Before writing, ask me up to 3 clarifying questions if anything below is unclear. Otherwise, proceed.
CONTEXT
- My niche: career coaching for mid-career women
- My ideal reader: women in their 40s feeling stuck in a plateaued corporate role
- What this blog post is about: how to ask for a promotion when you've been passed over before
- The keyword I want to rank for: how to ask for a promotion
- My tone: encouraging, direct, no fluff
TASK
1. Write 8 headline options for this post... [rest of the prompt unchanged]
And here is the complete output the model returns:
Headline options
- How to Ask for a Promotion After Being Passed Over [57]
- How to Ask for a Promotion (Without Sounding Pushy) [54]
- 6 Steps to Ask for a Promotion and Actually Get It [52]
- Passed Over Again? How to Ask for a Promotion [44]
- The Promotion Script That Works When You’re Stuck [51]
- How to Ask for a Promotion the Right Way [40]
- Why “Working Harder” Won’t Get You Promoted [44]
- Is Asking for a Promotion Worth the Risk? Yes [46]
Recommended: #1, “How to Ask for a Promotion After Being Passed Over.” It leads with the exact keyword and names the specific pain (being passed over) that your reader is searching with, so the click feels personal, not generic.
Meta description options for the recommended headline
- Been passed over before?

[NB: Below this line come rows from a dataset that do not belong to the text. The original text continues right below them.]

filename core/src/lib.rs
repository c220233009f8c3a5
//! Protocol engines.
//!
//! * [`scanner`]: probes every adapter in parallel and collects device reports.
//! * [`ota`]: pushes a firmware image to one device, one acknowledged chunk at a time.
//!
//! Both talk to the wire through the [`network::channel`] abstraction so they
//! can run against raw adapters or the in-memory [`network::mock`] links.

pub mod network;
pub mod ota;
pub mod scanner;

Learn how to ask for a promotion with a calm, clear script that makes your case without the awkwardness. Steps inside. [143]
- Stuck at the same level for years? Here’s how to ask for a promotion the right way, even after a no, plus what to say in the meeting. [142]

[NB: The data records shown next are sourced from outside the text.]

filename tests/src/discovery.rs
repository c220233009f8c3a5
mod integration;
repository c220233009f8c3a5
use std::sync::OnceLock;

use mac_oui::Oui;
use pnet::util::MacAddr;

use crate::error::OtaError;

static OUI_DB: OnceLock<Option<Oui>> = OnceLock::new();

/// Retrieves or initializes the **Organizationally unique identifier** database.
///
/// Used for linking a vendor to a device hardware address.
fn get_oui_db() -> Option<&'static Oui> {
    OUI_DB.get_or_init(|| Oui::default().ok()).as_ref()
}

/// Identify the vendor of a MAC address.
pub fn get_vendor(mac: MacAddr) -> Option<String> {
    let db = get_oui_db()?;
    let mac_str = mac.to_string();
    match db.lookup_by_mac(&mac_str) {
        Ok(Some(entry)) => Some(entry.company_name.clone()),
        _ => None,
    }
}

/// Parses exactly six colon separated two-digit hex octets.
pub fn parse_mac(s: &str) -> Result<MacAddr, OtaError> {
    let bad_mac = || OtaError::format(format!("Bad MAC: {s}"));

    let parts: Vec<&str> = s.trim().split(':').collect();
    if parts.len() != 6 {
        return Err(bad_mac());
    }

    let mut octets = [0u8; 6];
    for (octet, part) in octets.iter_mut().zip(parts) {
        if part.len() != 2 {
            return Err(bad_mac());
        }
        *octet = u8::from_str_radix(part, 16).map_err(|_| bad_mac())?;
    }

    let [a, b, c, d, e, f] = octets;
    Ok(MacAddr::new(a, b, c, d, e, f))
}

pub fn is_null(mac: MacAddr) -> bool {
    mac == MacAddr::zero()
}

// ╔════════════════════════════════════════════╗
// ║ ████████╗███████╗███████╗████████╗███████╗ ║
// ║ ╚══██╔══╝██╔════╝██╔════╝╚══██╔══╝██╔════╝ ║
// ║    ██║   █████╗  ███████╗   ██║   ███████╗ ║
// ║    ██║   ██╔══╝  ╚════██║   ██║   ╚════██║ ║
// ║    ██║   ███████╗███████║   ██║   ███████║ ║
// ║    ╚═╝   ╚══════╝╚══════╝   ╚═╝   ╚══════╝ ║
// ╚════════════════════════════════════════════╝

#[cfg(test)]
mod tests {
    use super::*;

    #[test]
    fn parse_mac_accepts_mixed_case() {
        let mac = parse_mac("aa:BB:0c:1D:2e:3F").unwrap();
        assert_eq!(mac, MacAddr::new(0xaa, 0xbb, 0x0c, 0x1d, 0x2e, 0x3f));
    }

    #[test]
    fn parse_mac_rejects_short_address() {
        assert!(matches!(parse_mac("AA:BB:CC"), Err(OtaError::Format(_))));
    }

    #[test]
    fn parse_mac_rejects_single_digit_octets() {
        assert!(parse_mac("a:b:c:d:e:f").is_err());
    }

    #[test]
    fn parse_mac_rejects_non_hex() {
        assert!(parse_mac("zz:00:00:00:00:00").is_err());
        assert!(parse_mac("aa-bb-cc-dd-ee-ff").is_err());
        assert!(parse_mac("").is_err());
    }

    #[test]
    fn null_mac_is_detected() {
        assert!(is_null(MacAddr::zero()));
        assert!(!is_null(MacAddr::broadcast()));
    }
}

- How to ask for a promotion when you’ve been passed over: the prep, the script, and the follow-up that turns a maybe into a yes. [134]

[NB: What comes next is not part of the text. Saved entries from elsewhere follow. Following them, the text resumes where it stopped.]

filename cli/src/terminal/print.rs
use std::fmt::Display;

use colored::*;
use tracing::info;
use unicode_width::UnicodeWidthStr;

use crate::terminal::colors;
use crate::terminal::logging::PRINT_TARGET;

pub const TOTAL_WIDTH: usize = 64;
const TREE_KEY_WIDTH: usize = 7;

#[macro_export]
macro_rules! hprint {
    () => {
        $crate::terminal::print::print("");
    };
    ($msg:expr) => {
        $crate::terminal::print::print($msg);
    };
}

pub trait WithDefaultColor {
    fn with_default(self, default_color: Color) -> ColoredString;
}

impl WithDefaultColor for &str {
    fn with_default(self, default_color: Color) -> ColoredString {
        self.color(default_color)
    }
}

impl WithDefaultColor for String {
    fn with_default(self, default_color: Color) -> ColoredString {
        self.color(default_color)
    }
}

impl WithDefaultColor for ColoredString {
    fn with_default(self, _default_color: Color) -> ColoredString {
        self
    }
}

pub fn print(msg: &str) {
    info!(target: PRINT_TARGET, raw_msg = msg);
}

pub fn banner(q_level: u8) {
    if q_level > 0 {
        return;
    }

    let text_content: String = format!("⟦ HGOTA v{} ⟧ ", env!("CARGO_PKG_VERSION"));
    let text_width: usize = UnicodeWidthStr::width(text_content.as_str());
    let text: ColoredString = text_content.bright_green().bold();
    let sep: ColoredString = "═".repeat(TOTAL_WIDTH.saturating_sub(text_width) / 2).bright_black();

    print(&format!("{}{}{}", sep, text, sep));
}

pub fn header(msg: &str, q_level: u8) {
    if q_level > 0 {
        return;
    }

    let formatted: String = format!("⟦ {} ⟧", msg);
    let msg_len: usize = formatted.chars().count();

    let dash_count: usize = TOTAL_WIDTH.saturating_sub(msg_len);
    let left: usize = dash_count / 2;
    let right: usize = dash_count - left;

    let line: ColoredString = format!(
        "{}{}{}",
        "─".repeat(left),
        formatted.to_uppercase().bright_green(),
        "─".repeat(right)
    )
    .bright_black();

    print(&format!("{}", line));
}

pub fn fat_separator() {
    let sep: ColoredString = "═".repeat(TOTAL_WIDTH).bright_black();
    print(&format!("{}", sep));
}

/// `key....: value`, padding every key to `key_width`.
pub fn aligned_line<V>(key: &str, value: V, key_width: usize)
where
    V: Display + WithDefaultColor,
{
    let dots: String = ".".repeat((key_width + 1).saturating_sub(key.len()));
    let colon: String = format!(
        "{}{}",
        dots.color(colors::SEPARATOR),
        ":".color(colors::SEPARATOR)
    );
    let value: ColoredString = value.with_default(colors::TEXT_DEFAULT);
    print_status(format!("{}{} {}", key.color(colors::PRIMARY), colon, value));
}

pub fn print_status<T: AsRef<str>>(msg: T) {
    let prefix: ColoredString = ">".color(colors::SEPARATOR);
    let message: String = format!("{} {}", prefix, msg.as_ref().color(colors::TEXT_DEFAULT));
    print(&message);
}

pub fn tree_head(idx: usize, name: &str) {
    let idx_str: String = format!("[{}]", idx.to_string().color(colors::ACCENT));
    let output: String = format!(
        "{} {}",
        idx_str.color(colors::SEPARATOR),
        name.color(colors::PRIMARY)
    );
    print(&output);
}

pub fn as_tree_one_level(key_value_pair: Vec<(String, ColoredString)>) {
    for (i, (key, value)) in key_value_pair.iter().enumerate() {
        let last: bool = i + 1 == key_value_pair.len();
        let branch: ColoredString = if !last {
            "├─".bright_black()
        } else {
            "└─".bright_black()
        };
        let dots: ColoredString = ".".repeat(TREE_KEY_WIDTH.saturating_sub(key.len())).color(colors::SEPARATOR);
        let output: String = format!(
            " {} {}{}{} {}",
            branch,
            key.color(colors::TEXT_DEFAULT),
            dots,
            ":".color(colors::SEPARATOR),
            value
        );
        print(&output);
    }
}

pub fn centerln(msg: &str) {
    let space = " ".repeat(TOTAL_WIDTH.saturating_sub(console::measure_text_width(msg)) / 2);
    print(&format!("{}{}{}", space, msg, space));
}

pub fn no_results(what: &str) {
    let line: String = format!("⟦ NO {} ANSWERED ⟧", what.to_uppercase());
    centerln(&format!("{}", line.red().bold()));
}

pub fn end_of_program(q_level: u8) {
    if q_level > 1 {
        return;
    }
    print(&format!(
        "{}",
        "═".repeat(TOTAL_WIDTH).color(colors::SEPARATOR)
    ));
}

That is publish-ready. Pick headline #1, drop description #1 into your SEO field, and the post is set.
Why this works
Three LLM principles are doing the heavy lifting here. Learn them and every prompt you write gets better:
- Role priming. The first line (“You are an SEO copywriter who specializes in blog headlines and meta descriptions for coaches”) tells the model which slice of its knowledge to use. “Give me some titles” pulls the bland average of the internet; naming a specialist role pulls the patterns that real SEO copywriters use, like keyword placement and click triggers. Always assign a role.
- Constraints are quality control. The character limits aren’t trivia, they’re the difference between a title Google shows in full and one it chops off mid-word. Asking the model to print the character count in brackets makes it self-check against the 60-character ceiling instead of guessing. And the “no clickbait, no fake urgency, no invented statistics” line removes the failure modes AI defaults to when you ask for “click-worthy” anything. Telling the model what NOT to do is as powerful as telling it what to do.
- Specificity in, specificity out, plus clarifying questions. A vague topic (“career growth”) yields vague titles. A sharp input (“how to ask for a promotion after being passed over”) yields titles that name a real pain. The “ask me up to 3 clarifying questions first” line lets the model fill gaps by asking instead of guessing, which is the single biggest fix for generic AI writing.
Do this now
- Copy the prompt above into ChatGPT, Claude, or Gemini.
- Replace the five variables with your real niche, reader, post topic, focus keyword, and tone.
- Send it. If it asks clarifying questions, answer them honestly.
- Pick one headline and one meta description, paste them into your CMS or SEO plugin, and publish.
Pro tips
- Search your keyword first. Look at the top 5 results on Google, then tell the model to beat those specific titles. It will sharpen its angle instantly.
- Keep the runner-up headlines. They make great email subject lines, social captions, and YouTube titles for the same content.
- Watch your click-through rate. If a post ranks but no one clicks, the title or meta is the problem, not the content. Re-run this prompt with the live data and swap them.
- Don’t let it round up the promise. If a headline implies more than the post delivers, you’ll win the click and lose the trust. Pick the honest one.